Слышно было, как изменился твой голос.
– Я думал, что смогу как-то повлиять на события, но… это просто картинки, Люси. Они ни на что не влияют. Мир как был дерьмом, так и остался. А сейчас… мне кажется, сейчас я жертвую слишком многим. Я не могу без тебя. Все время только и думаю о тебе.
– Я тоже очень скучаю. Но, Гейб, если ты вернешься… я не могу обещать… не надо приезжать только ради меня, Гейб. Не ставь меня перед выбором. Даррен мне не изменял. Он… он купил мне дом. Дом, где мы познакомились. А Линда – его агент по недвижимости.
Мое сердце чуть не разорвалось, пока я все это выговаривала, но я твердо знала, что поступаю правильно ради моих детей, ради собственной жизни. Мне нужно было нести на себе этот крест, нужно было сохранить свой брак, нашу семью.
Я слушала твое тяжелое дыхание и ждала ответа.
– Ты этого хочешь, Люси? – тихо спросил ты. – Дом решит все проблемы?
Я закрыла глаза:
– Нет, конечно. Не решит. Но начнем с этого. Я говорила, что детей своих не брошу. Я не хочу разрушать семью.
Я представила твое искаженное страданием лицо. И старалась держать себя в руках.
– Думаю, в любом случае мне надо вернуться, – сказал ты, и голос выдал твое волнение. – Ради себя самого. Я хочу подать заявление об уходе. Надеюсь, к концу лета буду дома. И… от тебя ничего не жду. Жизнь очень коротка, Люси. Я хочу, чтобы ты была счастлива. Чтобы мы оба были счастливы.
Я не знала, что ответить, ведь я тоже хотела, чтобы мы оба были счастливы. Но понятия не имела, как это устроить.
– Хорошо, – сказала я. – А пока береги себя. Мы… Когда вернешься, мы еще поговорим.
– Я люблю тебя, Люси.
Я не могла оставить эти слова без ответа, тем более что сама чувствовала то же самое.

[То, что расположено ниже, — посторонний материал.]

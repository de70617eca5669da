//! Screen configuration

#[cfg(feature = "serde")]
use serde::{Deserialize, Serialize};

use crate::segments::NineStyle;

/// Maximum digit positions a screen can drive
pub const MAX_DIGITS: usize = 8;

/// Digit count used when none is configured
pub const DEFAULT_DIGITS: u8 = 4;

/// Screen configuration
#[derive(Debug, Clone, Copy, PartialEq, Eq)]
#[cfg_attr(feature = "defmt", derive(defmt::Format))]
#[cfg_attr(feature = "serde", derive(Serialize, Deserialize))]
pub struct ScreenConfig {
    /// Number of digit positions wired (clamped to 1..=MAX_DIGITS)
    pub digits: u8,
    /// Glyph used for the digit 9
    pub nine: NineStyle,
}

impl Default for ScreenConfig {
    fn default() -> Self {
        Self {
            digits: DEFAULT_DIGITS,
            nine: NineStyle::Legacy,
        }
    }
}

impl ScreenConfig {
    /// Create a config for `digits` positions with the legacy glyph table
    pub const fn new(digits: u8) -> Self {
        Self {
            digits,
            nine: NineStyle::Legacy,
        }
    }

    /// Use the conventional glyph for 9
    pub const fn with_standard_nine(mut self) -> Self {
        self.nine = NineStyle::Standard;
        self
    }

    /// Digit count actually driven
    ///
    /// Counts above [`MAX_DIGITS`] are clamped silently; 0 is raised to 1.
    pub const fn effective_digits(&self) -> u8 {
        if self.digits as usize > MAX_DIGITS {
            MAX_DIGITS as u8
        } else if self.digits == 0 {
            1
        } else {
            self.digits
        }
    }
}

#[cfg(test)]
mod tests {
    use super::*;

    #[test]
    fn test_default_config() {
        let config = ScreenConfig::default();
        assert_eq!(config.digits, 4);
        assert_eq!(config.nine, NineStyle::Legacy);
    }

    #[test]
    fn test_effective_digits_clamps() {
        assert_eq!(ScreenConfig::new(0).effective_digits(), 1);
        assert_eq!(ScreenConfig::new(6).effective_digits(), 6);
        assert_eq!(ScreenConfig::new(8).effective_digits(), 8);
        assert_eq!(ScreenConfig::new(9).effective_digits(), 8);
        assert_eq!(ScreenConfig::new(255).effective_digits(), 8);
    }

    #[test]
    fn test_standard_nine_builder() {
        let config = ScreenConfig::new(6).with_standard_nine();
        assert_eq!(config.digits, 6);
        assert_eq!(config.nine, NineStyle::Standard);
    }
}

– Я тоже, – прошептала я, и к горлу подступили слезы. – Я тоже люблю тебя, Гейб.
Любила, люблю и всегда буду любить. В ту минуту я поняла это ясно. Даррена я тоже люблю, но у нас с тобой все по-другому. Если бы я не встретила тебя, меня вполне бы удовлетворил Даррен. Но я вкусила запретный плод. Я отведала плод древа познания. И увидела, что жизнь может предложить мне гораздо больше.
Я понимала, что придется забыть и не думать больше о том, что могло бы быть, если… И то, что, видите ли, Гейб мне нравится больше, не есть достаточный повод для уничтожения союза с добрым и великодушным человеком. И уж тем более не повод, чтобы принести страдание своим детям.
В тот день работать я больше не могла и попросила отгул. Поехала домой и легла спать на диване в обнимку с «Любовником леди Чаттерли».
Есть некоторые вещи, о которых мы знаем, не догадываясь об их существовании.
Мне следовало все понять, когда в полдевятого вечера я заснула в кровати Лиама, не дочитав до конца рассказ из книжки «Если дать мышонку печенье».
Мне следовало все понять, когда у меня случилась задержка в пять дней, потом – в десять.
Но до меня все никак не доходило, пока я не проснулась среди ночи от ощущения, что не успею добежать до туалета – вырвет раньше. Я протянула руку и схватила контейнер для мусора, стоявший возле прикроватного столика.
– О господи! – промычал Даррен, подскакивая на постели. – Тебя что, тошнит?
Я вытерла рот рукой и наконец сообразила.
– Кажется, я забеременела, – со стоном сообщила я. – У нас есть тест на беременность?
Я покрепче завязала пластиковый пакет с мусором, чтобы не пахло, пытаясь сообразить, что к чему. Стала высчитывать недели. До этого я не сомневалась, что не залетела в день, когда была с тобой и через несколько часов – с Дарреном. Но, видимо, ошиблась. Все тело мое вспыхнуло, когда в голове молнией сверкнула мысль: «Чей же это ребенок?»
– Постой, ты серьезно? – спросил Даррен.
– Так же серьезно, как Пражская дефенестрация[18], – сказала я, стараясь ничем не выдать своего потрясения. Своего ужаса.